妖華−女神館の住人達
 
 
 
 
 
第九十八話:雪夜の下に危険な二人
 
 
 
 
 
「マリアもカンナもご苦労であったの。マリアよ、少しは気が晴れたかの?」
「は、はい…」
 この屋敷に来ると、いつも緊張する。とんでもない広さと豪華な造り、と言う事もあるのだが、実際にはそれはあまり関係ないような気もする。多分、その配置にあるのだろう。すなわち、中心点に碇フユノが座している、と言う配置が。
 人は城、人は石垣とは、別の意味でも真実だったのだ。
「あの、御前様…」
「何じゃ?」
「そ、その管理人の…」
「シンジがどうかしたか?」
「ど、どうって御前様のお孫さんとは私はまったく…」
「あえて告げなかったのだよ」
 フユノはこともなげに言った。
「あの時のマリアにそれを話せば、混乱こそすれ癒される事は無かった筈じゃ。どうじゃ、一年経っても心はそのままだったか?」
「そ、それは…」
 ぴん、とマリアの本能に響く物があった。
 それが告げたのだ−銃を向けたなどと、この屋敷では決して口にしてはならぬ、と。
 が、ジョーカーは別の所に潜んでいた。
「御前様、悪いけどあたいは納得できねえぜ」
 カンナが横から口を挟んだのである。
「たとえ御前様の孫だって、あたいは認めねえ。あいつを見たときのマリアの反応なんて、あたいは今までに見た事がねえんだ」
 この粗暴な口振りにも、フユノの表情は動かない。もとより女神館の小娘達は、手の掛かる孫娘だ位に思っているフユノなのだ。
 ただし、フユノだけだが。
 控えているメイド達は、いずれも厳しい表情に変わっているし、特にシンジをあいつ呼ばわりした件(くだり)になると、内に潜む殺気を精神力で抑えているのにフユノは気づいていた。
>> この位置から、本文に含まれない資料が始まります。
//! Backtracking search over a grid's slots.
//!
//! At each node we propagate, pick the unresolved slot with the fewest candidates, and try a
//! random candidate in a copy of the grid. If nothing under that choice works, the word is struck
//! from the slot in the original grid and the search continues from there. Copies are never
//! shared, so a failed branch can't leave anything behind in its parent.

use std::collections::HashSet;
use std::mem;
use std::ops::ControlFlow;

use rand::Rng;

use crate::grid::Grid;
use crate::propagate::{propagate, Contradiction, SearchQueue};
use crate::slot::Slot;
use crate::{SlotId, WordId};

/// Hooks for watching (and optionally cutting short) a search. Every method has a no-op default,
/// and `()` is the observer that does nothing at all.
pub trait SearchObserver {
    /// Called once for every search state, before propagating. `depth` is the number of choices
    /// currently in effect. Returning `Break` abandons the search, which then reports `Failed`.
    fn on_state(&mut self, _grid: &Grid, _depth: usize) -> ControlFlow<()> {
        ControlFlow::Continue(())
    }

    /// A word is about to be tried in a slot.
    fn on_branch(&mut self, _slot_id: SlotId, _word_id: WordId, _depth: usize) {}

    /// Everything under a choice failed, so the word is being removed from the slot.
    fn on_backtrack(&mut self, _slot_id: SlotId, _word_id: WordId, _depth: usize) {}

    /// Some slot ran out of candidates.
    fn on_contradiction(&mut self, _contradiction: Contradiction) {}
}

impl SearchObserver for () {}

/// How a search ended.
#[derive(Debug)]
pub enum SearchOutcome<'a> {
    /// Every slot holds exactly one word.
    Complete(Grid<'a>),
    /// No fill exists under the starting state (or the observer stopped the search).
    Failed,
}

impl<'a> SearchOutcome<'a> {
    pub fn into_grid(self) -> Option<Grid<'a>> {
        match self {
            SearchOutcome::Complete(grid) => Some(grid),
            SearchOutcome::Failed => None,
        }
    }
}

/// A point where we tried `word_id` in `slot_id`, along with the grid as it was beforehand.
struct Branch<'a> {
    parent: Grid<'a>,
    slot_id: SlotId,
    word_id: WordId,
}

/// Search for a fill of `grid`, starting by propagating from the slots in `queue`. To solve a
/// fresh grid, queue every slot.
///
/// Each branch point keeps its parent grid on an explicit stack rather than on the call stack, so
/// long chains of retractions can't overflow it.
pub fn solve<'a, R, O>(
    grid: Grid<'a>,
    queue: SearchQueue,
    rng: &mut R,
    observer: &mut O,
) -> SearchOutcome<'a>
    where
        R: Rng + ?Sized,
        O: SearchObserver + ?Sized,
{
    // There's nothing to fill, which we don't count as a puzzle.
    if grid.slots().is_empty() {
        return SearchOutcome::Failed;
    }

    let mut grid = grid;
    let mut queue = queue;
    let mut branches: Vec<Branch<'a>> = vec![];

    loop {
        if observer.on_state(&grid, branches.len()).is_break() {
            return SearchOutcome::Failed;
        }

        let next_slot = propagate(&mut grid, &mut queue).and_then(|()| select_slot(&grid));
        let contradiction = match next_slot {
            Ok(None) => return SearchOutcome::Complete(grid),
            Ok(Some(slot_id)) => {
                let word_id = choose_word(grid.slot(slot_id), rng);
                observer.on_branch(slot_id, word_id, branches.len());
                log::trace!(
                    "Trying {:?} in slot {} at depth {}",
                    grid.words_for(slot_id)[word_id].string,
                    slot_id,
                    branches.len(),
                );

                let mut child = grid.clone();
                queue = enter_branch(&mut child, slot_id, word_id);
                let parent = mem::replace(&mut grid, child);
                branches.push(Branch { parent, slot_id, word_id });
                continue;
            }
            Err(contradiction) => contradiction,
        };
        observer.on_contradiction(contradiction);

        // This node is a dead end. Go back to the most recent branch point and strike the word we
        // tried there; the resulting grid is then searched like any other node.
        let Some(Branch { mut parent, slot_id, word_id }) = branches.pop() else {
            return SearchOutcome::Failed;
        };
        observer.on_backtrack(slot_id, word_id, branches.len());
        log::trace!("Backtracking slot {} at depth {}", slot_id, branches.len());

        queue = parent.retract(slot_id, word_id).into_iter().collect();
        if parent.slot(slot_id).candidate_count() == 0 {
            queue.push_front(slot_id);
        }
        grid = parent;
    }
}

/// Choose the slot to branch on: the unresolved one with the fewest candidates, breaking ties by
/// lowest slot id (across before down, then by position). Returns `None` once every slot is
/// resolved.
///
/// Branching strikes each chosen word from every other slot, but slots can also be resolved by
/// propagation or by pre-filled letters. Two resolved slots holding the same word, or a slot with
/// no candidates at all, mean this node can't be filled.
fn select_slot(grid: &Grid) -> Result<Option<SlotId>, Contradiction> {
    let mut used_words: HashSet<(usize, WordId)> = HashSet::new();

    for slot in grid.slots() {
        if slot.candidate_count() == 0 {
            return Err(Contradiction { slot_id: slot.id() });
        }
        if let Some(word_id) = slot.resolved_word_id() {
            if !used_words.insert((slot.length(), word_id)) {
                return Err(Contradiction { slot_id: slot.id() });
            }
        }
    }

    Ok(grid
        .slots()
        .iter()
        .filter(|slot| !slot.is_resolved())
        .min_by_key(|slot| (slot.candidate_count(), slot.id()))
        .map(Slot::id))
}

/// Pick one of the slot's candidates uniformly at random.
fn choose_word<R: Rng + ?Sized>(slot: &Slot, rng: &mut R) -> WordId {
    let idx = rng.gen_range(0..slot.candidate_count());
    slot.candidates()
        .iter()
        .nth(idx)
        .expect("Candidate count out of sync with candidates")
}

/// Commit `word_id` to the slot in a freshly cloned grid, strike the word from every other slot it
/// could otherwise appear in, and return the queue of slots that need re-propagating.
fn enter_branch(child: &mut Grid, slot_id: SlotId, word_id: WordId) -> SearchQueue {
    let mut queue: SearchQueue = child.commit(slot_id, word_id).into_iter().collect();
    let length = child.slot(slot_id).length();

    // Word ids are per length, so only slots of the same length can hold the same word.
    for other_slot_id in 0..child.slots().len() {
        let other = child.slot(other_slot_id);
        if other_slot_id == slot_id || other.length() != length || !other.has_candidate(word_id) {
            continue;
        }

        child.retract(other_slot_id, word_id);
        if child.slot(other_slot_id).candidate_count() == 0 {
            queue.push_front(other_slot_id);
        }
        queue.extend(child.crossing_slot_ids(other_slot_id));
    }

    queue
}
「お前達は下がっておいで。今日はもう、休んでいいよ」
 すっと手の上がったフユノの言葉は絶対であり、
「『失礼致します』」
 一礼して下がっていったが、精神状態が危険な物と化しているのは間違いあるまい。
 彼女たちが下がっていったのを確認してから、
「カンナよ、シンジを見たマリアはどうしたんだい?」
 何気なし、と言う口調に釣られたのか、
「いきなりあいつを撃ったんだ。さすがにあたいもびっくりしたけど、泣いてるマリアを見て何も言えなくなっちまった。御前様、なんでそんな奴を女神館に置いたんだよ」
「そうかい、銃でねえ」
 穏やかな言葉を聞いた途端、マリアは背を死神が撫でたのを知った。それも、研いだばかりの鎌でだ。
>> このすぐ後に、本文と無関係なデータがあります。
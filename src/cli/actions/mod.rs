pub mod login;

mod run;

#[derive(Debug)]
pub enum Action {
    Login(login::Args),
}

impl Action {
    /// Execute the action.
    /// # Errors
    /// Returns an error if the action fails.
    pub async fn execute(self) -> anyhow::Result<()> {
        run::execute(self).await
    }
}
 迎えに来たぜ、そいつはそう囁いており、常人ならそれだけで頽れたかもしれない。
「メイド達を下げておいて正解だったよ。もし一人でも残していればマリア、お前は女神館には帰れなかった、いいや、五体満足で死ぬ事も出来なかっただろうからねえ」
「も、申しわけありません…」
 俯いてうなだれたマリアに、
「まあいいさ。偉そうな事を言っても、この儂もついこないだ、シンジに殺されかけたんだからね」
「『え!?』」
「レニの事が、シンジの耳に入っちまってね。俺の従妹を人形にした罪で死刑宣告さ。レニがいなかったら、儂はとっくに棺桶に入っているよ」
「あいつ…」
 ぎり、と歯がみしたカンナをフユノは聞き逃さなかった。
「カンナ、どうかしたのかい?」
「自分の祖母にまで手を上げるなんて、いいや殺そうとするなんて人間じゃねえ、それ以下だっ。あたいは…絶対あいつを許さねえっ」
 年を取ると丸くなる、と言う。
 カンナは、シンジとフユノの関係を正確に理解していなかったから、ある意味無理もないとは言えるが、レニの一件がなければ、口にした瞬間カンナの身体は壁に叩きつけられていたに違いない。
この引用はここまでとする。